● **Provided records**
========================

//! Configuration format rules

use linework_domain::ChannelConfig;
use once_cell::sync::Lazy;
use regex::Regex;

// Anchored full-match patterns; an empty value never matches.
static CHANNEL_ID_FORMAT: Lazy<Regex> =
    Lazy::new(|| Regex::new(r"^[0-9]+$").expect("CHANNEL_ID_FORMAT: invalid regex"));

static CHANNEL_SECRET_FORMAT: Lazy<Regex> =
    Lazy::new(|| Regex::new(r"^[A-Za-z0-9]+$").expect("CHANNEL_SECRET_FORMAT: invalid regex"));

static ACCESS_TOKEN_FORMAT: Lazy<Regex> =
    Lazy::new(|| Regex::new(r"^[A-Za-z0-9_-]+$").expect("ACCESS_TOKEN_FORMAT: invalid regex"));

/// Validates channel configurations against the per-field format rules
///
/// Rules run in a fixed order (channelId, channelSecret, accessToken,
/// webhooks) and every applicable rule is evaluated - one failing field
/// never suppresses the others. The `richMenus` and `templates` fields
/// carry no rules and round-trip untouched.
pub struct Validator;

impl Validator {
    /// Create a new validator
    pub fn new() -> Self {
        Self
    }

    /// Check every rule and collect the violations, in rule order.
    ///
    /// An empty result means the configuration is valid. The result is
    /// produced fresh on every call, never cached.
    pub fn validate(&self, config: &ChannelConfig) -> Vec<String> {
        let mut errors = Vec::new();

        if let Some(message) = self.check_channel_id(config) {
            errors.push(message.to_string());
        }
        if let Some(message) = self.check_channel_secret(config) {
            errors.push(message.to_string());
        }
        if let Some(message) = self.check_access_token(config) {
            errors.push(message.to_string());
        }
        if let Some(message) = self.check_webhooks(config) {
            errors.push(message.to_string());
        }

        errors
    }

    fn check_channel_id(&self, config: &ChannelConfig) -> Option<&'static str> {
        if CHANNEL_ID_FORMAT.is_match(&config.channel_id) {
            None
        } else {
            Some("チャネルIDは数字のみで入力してください。")
        }
    }

    fn check_channel_secret(&self, config: &ChannelConfig) -> Option<&'static str> {
        if CHANNEL_SECRET_FORMAT.is_match(&config.channel_secret) {
            None
        } else {
            Some("チャネルシークレットは英数字のみで入力してください。")
        }
    }

    fn check_access_token(&self, config: &ChannelConfig) -> Option<&'static str> {
        if ACCESS_TOKEN_FORMAT.is_match(&config.access_token) {
            None
        } else {
            Some("アクセストークンは英数字・ハイフン・アンダースコアのみで入力してください。")
        }
    }

    // Only checked once a URL has been provided; emptiness is the valid
    // "not yet provided" state.
    fn check_webhooks(&self, config: &ChannelConfig) -> Option<&'static str> {
        let webhooks = &config.webhooks;
        if webhooks.is_empty()
            || webhooks.starts_with("http://")
            || webhooks.starts_with("https://")
        {
            None
        } else {
            Some("Webhook URLはhttp://またはhttps://で始まる必要があります。")
        }
    }
}

impl Default for Validator {
    fn default() -> Self {
        Self::new()
    }
}
//! Linework Artifact
//!
//! Server-side document lifecycle handlers for the LINE artifacts: the
//! channel configuration document (`line`) and the message composer
//! (`line-messaging`). Handlers orchestrate extraction, merge, and
//! validation, and report each outcome as one newline-terminated chunk
//! on an output stream owned by the caller.
//!
//! # Architecture
//!
//! ```text
//! Description → Extractor → Merge → Validator → report chunk
//!                                             ↘ persisted content
//! ```
//!
//! Every create/update call is a complete, independent unit of work:
//! it receives the prior content, writes at most one chunk on create
//! and exactly one on update, and returns the content to persist.
//! Malformed prior content degrades to the default document - there
//! are no fatal errors in this subsystem beyond I/O on the stream.

#![warn(missing_docs)]

mod channel;
mod error;
mod handler;
mod messaging;
mod registry;
mod stream;

pub use channel::ChannelConfigHandler;
pub use error::ArtifactError;
pub use handler::{CreateRequest, DocumentHandler, UpdateRequest};
pub use messaging::MessagingHandler;
pub use registry::{default_registry, HandlerRegistry};
pub use stream::OutputStream;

========================

● **How to complete this task**
Could you report all lines of the listing that hold "order"?

● **Exercise response**
/// Rules run in a fixed order (channelId, channelSecret, accessToken,
    /// Check every rule and collect the violations, in rule order.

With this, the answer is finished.